I think many of us are okay with short-term uncertainty. We use our precious ‘surge capacity’ to knuckle down and tough out a hard time. But this event has called for marathon-level endurance. It’s not enough that we temporarily adjust to this new world, but rather develop habits and rituals that we can sustain long-term. I think of my military training – some of my tougher challenges were those that did not have an end date and required a long-term outlook. When you’re involved in an extended exercise at sea with a cyclone following you, holding on becomes a big priority that is top of mind all the time (even while asleep).
And if one thing becomes a big priority, it means other priorities need to shift to make room.
How have your priorities changed in this pandemic? My September definitely reflected some changes, and I’m sure yours did too. I’m looking forward to sharing what I got up to, and of course, hearing about yours. Let’s use this time of continuing incredible change to calibrate, collaborate and iterate together.
The Agile Project Manager
P.S. Missed August? You can find it here.
My Strengths in Uncertainty Series has continued, and it’s been a great opportunity to connect with new and familiar people. It has been wonderful to learn how others are using their Strengths to not just survive during this time but really thrive. Check out my interview with Helen Palmer to learn how Learner can be used well in uncertain times. My interview with Richard Sterry highlights Harmony and Relator.
My interviews are continuing, so if you have done your Gallup Strengths and would like to be part of it, please get in touch.
Speaking Helen Palmer, she also contributed a fantastic guest post on Five Things Project Managers and Change Managers can do to play nicely together. It highlights that PMs and CMs don’t always see eye to eye, and Helen offers some practical and actionable advice – well worth a read!
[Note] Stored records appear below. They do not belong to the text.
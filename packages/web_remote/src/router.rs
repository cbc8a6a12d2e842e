//! Command Router
//!
//! Canonicalises front-end commands and delivers them to the broker and the
//! outbound links. The broker always gets one publish; a link is skipped
//! when the instance it announced is also reachable through the broker.

use std::sync::Arc;

use serde_json::Value;
use tracing::{debug, warn};

use crate::link::LinkSlot;
use crate::metrics::RelayMetrics;
use crate::registry::InstanceRegistry;

/// Something that takes a canonical command payload.
pub trait CommandSink: Send + Sync {
    /// Deliver `payload`; returns false when it was dropped.
    fn deliver(&self, payload: &str) -> bool;
}

#[derive(Debug, thiserror::Error)]
pub enum RouteError {
    #[error("command is not valid JSON: {0}")]
    Json(#[from] serde_json::Error),

    #[error("command batch is empty")]
    EmptyBatch,
}

/// What happened to one routed message.
#[derive(Debug, Clone, Default, PartialEq, Eq)]
pub struct RouteOutcome {
    pub payload: String,
    pub broker_published: bool,
    pub link_sends: usize,
    pub link_skips: usize,
}

/// Turn a command or command array into newline-joined JSON, one command
/// per line. When `default_instance` is set, commands without an
/// `instance` field get it injected.
pub fn canonicalize(raw: &str, default_instance: Option<&str>) -> Result<String, RouteError> {
    let parsed: Value = serde_json::from_str(raw)?;
    let mut commands = match parsed {
        Value::Array(items) => items,
        single => vec![single],
    };
    if commands.is_empty() {
        return Err(RouteError::EmptyBatch);
    }

    if let Some(instance) = default_instance {
        for command in commands.iter_mut() {
            if let Value::Object(map) = command {
                map.entry("instance")
                    .or_insert_with(|| Value::String(instance.to_string()));
            }
        }
    }

    let lines = commands
        .iter()
        .map(serde_json::to_string)
        .collect::<Result<Vec<_>, _>>()?;
    Ok(lines.join("\n"))
}

pub struct CommandRouter {
    registry: Arc<InstanceRegistry>,
    links: Vec<Arc<LinkSlot>>,
    broker: Option<Arc<dyn CommandSink>>,
    metrics: Arc<RelayMetrics>,
}

impl CommandRouter {
    pub fn new(
        registry: Arc<InstanceRegistry>,
        links: Vec<Arc<LinkSlot>>,
        broker: Option<Arc<dyn CommandSink>>,
        metrics: Arc<RelayMetrics>,
    ) -> Self {
        Self {
            registry,
            links,
            broker,
            metrics,
        }
    }

    /// Route one front-end message. Unparseable messages are logged and
    /// dropped whole.
    pub async fn route(
        &self,
        raw: &str,
        default_instance: Option<&str>,
    ) -> Result<RouteOutcome, RouteError> {
        let payload = match canonicalize(raw, default_instance) {
            Ok(payload) => payload,
            Err(e) => {
                warn!(error = %e, "Dropping front-end message");
                self.metrics.command_rejected();
                return Err(e);
            }
        };
        self.metrics.command_routed();

        let mut outcome = RouteOutcome::default();

        if let Some(broker) = &self.broker {
            outcome.broker_published = broker.deliver(&payload);
            if outcome.broker_published {
                self.metrics.broker_published();
            }
        }

        for slot in &self.links {
            if let Some(instance) = slot.announced().await {
                if self.registry.via_broker(&instance).await {
                    debug!(url = %slot.url(), instance = %instance, "instance reachable via broker, skipping link");
                    self.metrics.link_skipped();
                    outcome.link_skips += 1;
                    continue;
                }
            }
            if slot.send(&payload).await {
                self.metrics.link_sent();
                outcome.link_sends += 1;
            }
        }

        outcome.payload = payload;
        Ok(outcome)
    }
}

#[cfg(test)]
mod tests {
    use super::*;
    use crate::protocol::{Transport, parse_announcement};
    use crate::registry::Source;
    use std::sync::Mutex;
    use tokio::sync::mpsc;

    #[derive(Default)]
    struct RecordingSink {
        payloads: Mutex<Vec<String>>,
    }

    impl CommandSink for RecordingSink {
        fn deliver(&self, payload: &str) -> bool {
            self.payloads.lock().unwrap().push(payload.to_string());
            true
        }
    }

    fn record(id: &str) -> crate::protocol::InstanceRecord {
        parse_announcement(&format!(r#"{{"instance":"{id}"}}"#), Transport::Broker).unwrap()
    }

    async fn connected_slot(url: &str) -> (Arc<LinkSlot>, mpsc::Receiver<String>) {
        let slot = Arc::new(LinkSlot::new(url.to_string()));
        let (tx, rx) = mpsc::channel(8);
        slot.attach(tx).await;
        (slot, rx)
    }

    #[test]
    fn canonicalize_array_is_one_object_per_line() {
        let payload = canonicalize(r#"[{"a":1},{"b":2}]"#, None).unwrap();
        assert_eq!(payload, "{\"a\":1}\n{\"b\":2}");
    }

    #[test]
    fn canonicalize_single_object_strips_whitespace_and_keeps_order() {
        let payload = canonicalize(r#"{ "protocol": "NEC", "address": 32, "command": 16 }"#, None).unwrap();
        assert_eq!(payload, r#"{"protocol":"NEC","address":32,"command":16}"#);
    }

    #[test]
    fn canonicalize_injects_missing_instance_only() {
        let payload = canonicalize(r#"[{"a":1},{"a":2,"instance":"tv"}]"#, Some("den")).unwrap();
        assert_eq!(payload, "{\"a\":1,\"instance\":\"den\"}\n{\"a\":2,\"instance\":\"tv\"}");
    }

    #[test]
    fn canonicalize_rejects_garbage_and_empty_batches() {
        assert!(matches!(canonicalize("{oops", None), Err(RouteError::Json(_))));
        assert!(matches!(canonicalize("[]", None), Err(RouteError::EmptyBatch)));
    }

    #[tokio::test]
    async fn parse_failure_delivers_nothing() {
        let registry = Arc::new(InstanceRegistry::new());
        let sink = Arc::new(RecordingSink::default());
        let (slot, mut rx) = connected_slot("ws://a").await;
        let router = CommandRouter::new(
            registry,
            vec![slot],
            Some(sink.clone()),
            Arc::new(RelayMetrics::new()),
        );

        assert!(router.route("[{\"a\":1},", None).await.is_err());
        assert!(sink.payloads.lock().unwrap().is_empty());
        assert!(rx.try_recv().is_err());
    }

    #[tokio::test]
    async fn broker_and_unidentified_links_both_receive() {
        let registry = Arc::new(InstanceRegistry::new());
        let sink = Arc::new(RecordingSink::default());
        let (slot, mut rx) = connected_slot("ws://a").await;
        let router = CommandRouter::new(
            registry,
            vec![slot],
            Some(sink.clone()),
            Arc::new(RelayMetrics::new()),
        );

        let outcome = router.route(r#"[{"a":1},{"b":2}]"#, None).await.unwrap();
        assert!(outcome.broker_published);
        assert_eq!(outcome.link_sends, 1);
        assert_eq!(sink.payloads.lock().unwrap()[0], "{\"a\":1}\n{\"b\":2}");
        assert_eq!(rx.recv().await.unwrap(), "{\"a\":1}\n{\"b\":2}");
    }

    #[tokio::test]
    async fn link_skipped_when_instance_known_via_broker() {
        let registry = Arc::new(InstanceRegistry::new());
        registry.upsert(record("X"), Source::Broker).await;
        registry
            .upsert(record("X"), Source::Link("ws://a".to_string()))
            .await;

        let sink = Arc::new(RecordingSink::default());
        let (slot, mut rx) = connected_slot("ws://a").await;
        slot.set_announced(Some("X".to_string())).await;
        let (other, mut other_rx) = connected_slot("ws://b").await;
        other.set_announced(Some("Y".to_string())).await;

        let router = CommandRouter::new(
            registry,
            vec![slot, other],
            Some(sink.clone()),
            Arc::new(RelayMetrics::new()),
        );

        let outcome = router.route(r#"{"cmd":"power"}"#, None).await.unwrap();
        assert!(outcome.broker_published);
        assert_eq!(outcome.link_skips, 1);
        assert_eq!(outcome.link_sends, 1);
        assert!(rx.try_recv().is_err());
        assert_eq!(other_rx.recv().await.unwrap(), r#"{"cmd":"power"}"#);
    }

    #[tokio::test]
    async fn disconnected_link_drops_silently() {
        let registry = Arc::new(InstanceRegistry::new());
        let slot = Arc::new(LinkSlot::new("ws://down".to_string()));
        let router = CommandRouter::new(registry, vec![slot], None, Arc::new(RelayMetrics::new()));

        let outcome = router.route(r#"{"cmd":"mute"}"#, None).await.unwrap();
        assert!(!outcome.broker_published);
        assert_eq!(outcome.link_sends, 0);
    }
}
Speaking of collaborations (loving a few segues today!), I have joined forces with Em Campbell-Pretty and her team at Pretty Agile as a SAFe Program Consultant. Anyone who has worked with Scaled Agile knows it’s a team sport, and her team is one of the most experienced in Australia, if not the world. My focus right now is facilitation, with the goal to do more work assisting clients setting up and maintaining Agile Release Trains (ARTs).
What am I working on?
My new online course! Agile QuickStart has been doing well, but given how important online learning has become, I have decided to move my Delivering Successful Projects workshop to an online, self-paced course. I’m still continuing to deliver it live and online, but I wanted to give my current clients options to refresh their knowledge, as well as future clients the option to learn at their own pace in their own time. The plan is to have it ready for my current clients by December. This is my focus for this next quarter, along with facilitating SAFe workshops.
What’s getting in my way?
Last month I talked about the weight of world events, and this is still a theme – especially when it comes to planning. Like many people, I can be optimistic when planning what I think I can do, but in this moment, right now, I’m understanding that world events make things more difficult, but I’m not always factoring it in. It means I risk setting myself up for failure by planning WAY more than I can do. I need to take my own medicine and ask myself the question I ask the teams I coach – “looking ahead to the next <time period>, is this plan realistic? Can we do everything? Or do we need to let something go, and bring it in if we have time?” How do you handle optimism when planning?
What are YOUR actions?
Here’s where we calibrate, collaborate and iterate. I would love to hear from you:
· What did YOU accomplish? What are YOU working on? What’s getting in YOUR way?
· How are you managing the things that GET IN YOUR WAY?
· What are the actions you are now going to take?